What is expected>
Nothing may be dropped. Retype the whole listing exactly.

____ Supplied records

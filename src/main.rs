use std::path::PathBuf;

use clap::{Parser, ValueEnum};
use tracing_subscriber::EnvFilter;

use cpu_sched::config::{
    SimulationConfig, DEFAULT_MAX_BURST_TIME, DEFAULT_MAX_RECORDS, DEFAULT_MEMORY_CEILING_MB,
    DEFAULT_ROUND_ROBIN_QUANTA,
};
use cpu_sched::models::Ticks;
use cpu_sched::scheduler::{AlgorithmResult, Policy};
use cpu_sched::simulation::{JobSource, Simulation, SimulationReport};
use cpu_sched::workload::{self, WorkloadSpec};

#[derive(Parser, Debug)]
#[command(name = "cpu-sched")]
#[command(version)]
#[command(about = "Simulate and compare FCFS, SJF and Round-Robin CPU scheduling")]
#[command(propagate_version = true)]
struct Args {
    #[command(subcommand)]
    command: Commands,
}

#[derive(clap::Subcommand, Debug)]
enum Commands {
    /// Run every policy against a job file and rank them
    Run(RunArgs),

    /// Print a reproducible synthetic job file to stdout
    Generate(GenerateArgs),
}

// =============================================================================
// Arguments
// =============================================================================

#[derive(Parser, Debug)]
struct RunArgs {
    /// Job file, one "id, burst, memory" line per job
    jobs: PathBuf,

    /// System memory ceiling in MB
    #[arg(long, default_value_t = DEFAULT_MEMORY_CEILING_MB)]
    memory_ceiling: u32,

    /// Round-Robin quantum; repeat for several runs (default: 3 and 5)
    #[arg(long = "quantum", short = 'q')]
    quanta: Vec<Ticks>,

    /// Maximum number of records admitted
    #[arg(long, default_value_t = DEFAULT_MAX_RECORDS)]
    max_records: usize,

    /// Longest accepted burst time; longer records are rejected
    #[arg(long, default_value_t = DEFAULT_MAX_BURST_TIME)]
    max_burst_time: Ticks,

    /// Output format
    #[arg(long, short = 'o', default_value = "table")]
    output: OutputFormat,
}

#[derive(Parser, Debug)]
struct GenerateArgs {
    /// Number of jobs
    #[arg(long, short = 'n', default_value_t = 30)]
    count: usize,

    /// RNG seed
    #[arg(long, default_value_t = 0)]
    seed: u64,

    /// Largest burst time
    #[arg(long, default_value_t = 30)]
    max_burst: Ticks,

    /// Largest memory requirement in MB
    #[arg(long, default_value_t = DEFAULT_MEMORY_CEILING_MB)]
    max_memory: u32,
}

#[derive(Debug, Clone, ValueEnum)]
enum OutputFormat {
    Table,
    Json,
}

// =============================================================================
// Commands
// =============================================================================

async fn run_simulation(args: RunArgs) -> Result<(), Box<dyn std::error::Error>> {
    let quanta = if args.quanta.is_empty() {
        DEFAULT_ROUND_ROBIN_QUANTA.to_vec()
    } else {
        args.quanta
    };
    let config = SimulationConfig::new()
        .with_memory_ceiling(args.memory_ceiling)
        .with_quanta(quanta)
        .with_max_records(args.max_records)
        .with_max_burst_time(args.max_burst_time);

    let report = Simulation::new(config)?
        .run(JobSource::File(args.jobs))
        .await?;

    match args.output {
        OutputFormat::Json => println!("{}", serde_json::to_string_pretty(&report)?),
        OutputFormat::Table => print_report(&report),
    }
    Ok(())
}

fn generate_jobs(args: GenerateArgs) {
    let spec = WorkloadSpec {
        count: args.count,
        max_burst: args.max_burst,
        max_memory_mb: args.max_memory,
        seed: args.seed,
    };
    print!("{}", workload::to_lines(&workload::generate(&spec)));
}

// =============================================================================
// Table Output
// =============================================================================

fn print_report(report: &SimulationReport) {
    for result in &report.results {
        print_result(result);
    }

    println!("The best Average TT : {}", policy_name(report.ranking.best_turnaround));
    println!("The best Average WT : {}", policy_name(report.ranking.best_waiting));

    if !report.feed.rejected.is_empty() {
        println!();
        println!("Rejected records:");
        for err in &report.feed.rejected {
            println!("  {err}");
        }
    }
    if report.feed.limit_reached {
        println!();
        println!(
            "Record limit of {} reached; remaining input ignored",
            report.config.max_records
        );
    }
}

fn policy_name(policy: Option<Policy>) -> String {
    policy.map_or_else(|| "-".to_string(), |p| p.to_string())
}

fn print_result(result: &AlgorithmResult) {
    println!("{}", result.policy_name());
    let slices: Vec<String> = result
        .timeline
        .iter()
        .map(|e| format!("P{} [{}, {}]", e.job_id, e.start, e.end))
        .collect();
    println!("{}", slices.join(" , "));
    println!(
        "Average Turnaround Time= {:.2}    Average Waiting Time= {:.2}",
        result.average_turnaround, result.average_waiting
    );
    println!();
}

// =============================================================================
// Main Entry Point
// =============================================================================

#[tokio::main]
async fn main() -> Result<(), Box<dyn std::error::Error>> {
    let args = Args::parse();

    tracing_subscriber::fmt()
        .with_env_filter(
            EnvFilter::try_from_default_env().unwrap_or_else(|_| EnvFilter::new("info")),
        )
        .with_writer(std::io::stderr)
        .init();

    match args.command {
        Commands::Run(run_args) => run_simulation(run_args).await?,
        Commands::Generate(gen_args) => generate_jobs(gen_args),
    }

    Ok(())
}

________

Your response>
filename src/main.rs
use std::path::PathBuf;

use clap::{Parser, ValueEnum};
use tracing_subscriber::EnvFilter;

use cpu_sched::config::{
    SimulationConfig, DEFAULT_MAX_BURST_TIME, DEFAULT_MAX_RECORDS, DEFAULT_MEMORY_CEILING_MB,
    DEFAULT_ROUND_ROBIN_QUANTA,
};
use cpu_sched::models::Ticks;
use cpu_sched::scheduler::{AlgorithmResult, Policy};
use cpu_sched::simulation::{JobSource, Simulation, SimulationReport};
use cpu_sched::workload::{self, WorkloadSpec};

#[derive(Parser, Debug)]
#[command(name = "cpu-sched")]
#[command(version)]
#[command(about = "Simulate and compare FCFS, SJF and Round-Robin CPU scheduling")]
#[command(propagate_version = true)]
struct Args {
    #[command(subcommand)]
    command: Commands,
}

#[derive(clap::Subcommand, Debug)]
enum Commands {
    /// Run every policy against a job file and rank them
    Run(RunArgs),

    /// Print a reproducible synthetic job file to stdout
    Generate(GenerateArgs),
}

// =============================================================================
// Arguments
// =============================================================================

#[derive(Parser, Debug)]
struct RunArgs {
    /// Job file, one "id, burst, memory" line per job
    jobs: PathBuf,

    /// System memory ceiling in MB
    #[arg(long, default_value_t = DEFAULT_MEMORY_CEILING_MB)]
    memory_ceiling: u32,

    /// Round-Robin quantum; repeat for several runs (default: 3 and 5)
    #[arg(long = "quantum", short = 'q')]
    quanta: Vec<Ticks>,

    /// Maximum number of records admitted
    #[arg(long, default_value_t = DEFAULT_MAX_RECORDS)]
    max_records: usize,

    /// Longest accepted burst time; longer records are rejected
    #[arg(long, default_value_t = DEFAULT_MAX_BURST_TIME)]
    max_burst_time: Ticks,

    /// Output format
    #[arg(long, short = 'o', default_value = "table")]
    output: OutputFormat,
}

#[derive(Parser, Debug)]
struct GenerateArgs {
    /// Number of jobs
    #[arg(long, short = 'n', default_value_t = 30)]
    count: usize,

    /// RNG seed
    #[arg(long, default_value_t = 0)]
    seed: u64,

    /// Largest burst time
    #[arg(long, default_value_t = 30)]
    max_burst: Ticks,

    /// Largest memory requirement in MB
    #[arg(long, default_value_t = DEFAULT_MEMORY_CEILING_MB)]
    max_memory: u32,
}

#[derive(Debug, Clone, ValueEnum)]
enum OutputFormat {
    Table,
    Json,
}

// =============================================================================
// Commands
// =============================================================================

async fn run_simulation(args: RunArgs) -> Result<(), Box<dyn std::error::Error>> {
    let quanta = if args.quanta.is_empty() {
        DEFAULT_ROUND_ROBIN_QUANTA.to_vec()
    } else {
        args.quanta
    };
    let config = SimulationConfig::new()
        .with_memory_ceiling(args.memory_ceiling)
        .with_quanta(quanta)
        .with_max_records(args.max_records)
        .with_max_burst_time(args.max_burst_time);

    let report = Simulation::new(config)?
        .run(JobSource::File(args.jobs))
        .await?;

    match args.output {
        OutputFormat::Json => println!("{}", serde_json::to_string_pretty(&report)?),
        OutputFormat::Table => print_report(&report),
    }
    Ok(())
}

fn generate_jobs(args: GenerateArgs) {
    let spec = WorkloadSpec {
        count: args.count,
        max_burst: args.max_burst,
        max_memory_mb: args.max_memory,
        seed: args.seed,
    };
    print!("{}", workload::to_lines(&workload::generate(&spec)));
}

// =============================================================================
// Table Output
// =============================================================================

fn print_report(report: &SimulationReport) {
    for result in &report.results {
        print_result(result);
    }

    println!("The best Average TT : {}", policy_name(report.ranking.best_turnaround));
    println!("The best Average WT : {}", policy_name(report.ranking.best_waiting));

    if !report.feed.rejected.is_empty() {
        println!();
        println!("Rejected records:");
        for err in &report.feed.rejected {
            println!("  {err}");
        }
    }
    if report.feed.limit_reached {
        println!();
        println!(
            "Record limit of {} reached; remaining input ignored",
            report.config.max_records
        );
    }
}

fn policy_name(policy: Option<Policy>) -> String {
    policy.map_or_else(|| "-".to_string(), |p| p.to_string())
}

fn print_result(result: &AlgorithmResult) {
    println!("{}", result.policy_name());
    let slices: Vec<String> = result
        .timeline
        .iter()
        .map(|e| format!("P{} [{}, {}]", e.job_id, e.start, e.end))
        .collect();
    println!("{}", slices.join(" , "));
    println!(
        "Average Turnaround Time= {:.2}    Average Waiting Time= {:.2}",
        result.average_turnaround, result.average_waiting
    );
    println!();
}

// =============================================================================
// Main Entry Point
// =============================================================================

#[tokio::main]
async fn main() -> Result<(), Box<dyn std::error::Error>> {
    let args = Args::parse();

    tracing_subscriber::fmt()
        .with_env_filter(
            EnvFilter::try_from_default_env().unwrap_or_else(|_| EnvFilter::new("info")),
        )
        .with_writer(std::io::stderr)
        .init();

    match args.command {
        Commands::Run(run_args) => run_simulation(run_args).await?,
        Commands::Generate(gen_args) => generate_jobs(gen_args),
    }

    Ok(())
}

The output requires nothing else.